A inicios del siglo XX, más precisamente a finales de la década de 1930, el ejército de Colombia abandonó su formación basada, de acuerdo a la misión chilena encargada de dicha tarea, en separarlo de las tendencias a alinearse en determinadas agrupaciones políticas, tal como lo ha documentado Pierre Gilhodés. Abandonada esta lógica, el ejército, de la mano de Ignacio Rengifo y José Joaquín Villamizar, encontraría un nuevo enemigo: el pueblo, también llamado, cuando se requería, como terror rojo.
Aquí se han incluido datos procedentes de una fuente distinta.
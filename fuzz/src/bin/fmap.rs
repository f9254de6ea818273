// SPDX-FileCopyrightText: 2023-2025 Andrew Gunnerson
// SPDX-License-Identifier: GPL-3.0-only

#[cfg(not(windows))]
mod fuzz {
    use honggfuzz::fuzz;
    use vbsign::bios::{self, AreaTable, BiosComponent, show};

    pub fn main() {
        loop {
            fuzz!(|data: &[u8]| {
                let Ok(table) = AreaTable::find(data) else {
                    return;
                };

                for component in BiosComponent::ALL {
                    if let Ok(area) = table.resolve(component) {
                        let _ = area.data(data);
                    }
                }

                let _ = bios::is_bios_image(data);
                let _ = show::show(data, &table).to_string();
            });
        }
    }
}

fn main() {
    #[cfg(not(windows))]
    fuzz::main();
}
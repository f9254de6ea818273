// SPDX-FileCopyrightText: 2023-2025 Andrew Gunnerson
// SPDX-License-Identifier: GPL-3.0-only

//! Verified boot 2.x keys, keyblocks, and firmware preambles.
//!
//! All offsets stored inside these structures are relative to the start of
//! the structure that contains them (eg. the signature data offset is
//! relative to the signature descriptor itself). Every bounds check is done
//! with checked arithmetic and fails closed.

use std::{fmt, mem};

use bstr::ByteSlice;
use num_bigint_dig::{ModInverse, ToBigInt};
use num_traits::{Pow, ToPrimitive};
use ring::digest;
use rsa::{BigUint, RsaPublicKey, traits::PublicKeyParts};
use serde::{Deserialize, Serialize};
use sha2::{Digest, Sha224};
use thiserror::Error;
use zerocopy::{FromBytes, IntoBytes, byteorder::little_endian};
use zerocopy_derive::{FromBytes, Immutable, IntoBytes, KnownLayout, Unaligned};

use crate::crypto::{self, RsaPublicKeyExt, RsaSigningKey, SignatureAlgorithm};

pub const KEYBLOCK_MAGIC: [u8; 8] = *b"CHROMEOS";
pub const KEYBLOCK_VERSION_MAJOR: u32 = 2;
pub const KEYBLOCK_VERSION_MINOR: u32 = 1;

pub const FW_PREAMBLE_VERSION_MAJOR: u32 = 2;
pub const FW_PREAMBLE_VERSION_MINOR: u32 = 1;

/// Largest key version that fits in the anti-rollback counters.
pub const MAX_KEY_VERSION: u32 = 0xffff;

pub const PACKED_KEY_HEADER_SIZE: usize = mem::size_of::<RawPackedKey>();
pub const SIGNATURE_HEADER_SIZE: usize = mem::size_of::<RawSignature>();
pub const KEYBLOCK_HEADER_SIZE: usize = mem::size_of::<RawKeyblock>();
pub const FW_PREAMBLE_HEADER_SIZE: usize = mem::size_of::<RawFwPreamble>();

const SHA512_DIGEST_LEN: usize = 64;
Ya entrado el Frente Nacional, pese a la intervención de Alberto Lleras Camargo el 9 de mayo de 1958 en el Teatro Patria, solicitando que las fuerzas armadas se abstuvieran de participar en política, éstas ocuparon siempre una silla dentro del gabinete ministerial, distribuido por igualdad entre liberales y conservadores, fungiendo, a partir de este pacto, como el principal apoyo al régimen. Erosionado paulatinamente el consenso, la coerción ha sido el principal recurso de los gobiernos de turno, y durante el Frente Nacional y sus constantes estados de sitio, esta realidad representó la regla.
Traigo esto a colación, porque estimo fundamental que como sociedad nos interroguemos seriamente sobre el carácter público o no de las fuerzas armadas en Colombia. Sin entrar en detalle, son de público conocimiento los múltiples atropellos, tanto de ejército como de policía, a civiles en ejercicio del derecho legitimo a la protesta y ni qué decir de los abusos sexuales atribuibles a miembros de la fuerza “pública”.
Recordemos que, una de las líneas rojas presentadas por el entonces gobierno de Juan Manuel Santos en los diálogos de paz en La Habana, Cuba, con las FARC-EP, fue la doctrina militar. Quedando ello intacto, y pese a que tanto militares como policías hace muchos años toman cursos en derechos humanos, luego de la firma del Acuerdo de Paz se han presentado hechos profundamente reprochables: asesinato e intento de desaparición de Dimar Torres, exguerrillero de las FARC-EP; asesinato de Dilan Cruz, joven en ejercicio del derecho a la protesta; “perfilamiento” de personalidades políticas, activistas sociales e incluso funcionarios del Gobierno Nacional; entre otros.
La doctrina militar, tema vetado en la mesa de diálogos de La Habana, Cuba, hoy emerge como un asunto de especial interés, dado que, caso tras caso, cada vez corrobora su peso especial en la posibilidad de construir o no paz con justicia social en Colombia. De persistir en las fuerzas armadas una visión que ubique como “enemigo” a aquellas personas que legítimamente protesten por una Colombia más justa, distaremos considerablemente de alcanzar dicho propósito.
Hoy por hoy, la ficción de que las fuerzas armadas no participan en política hace aguas. Participan y de una manera muy contundente, garantizando la reproducción del orden establecido, así ese orden esté basado en la profunda desigualdad entre colombianos y colombianas, el clientelismo y la corrupción rampante. Poner fin a los atropellos y abusos de las Fuerzas Armadas, que ni son públicas ni son apolíticas ni antipolíticas, supone un incesante proceso de organización y lucha.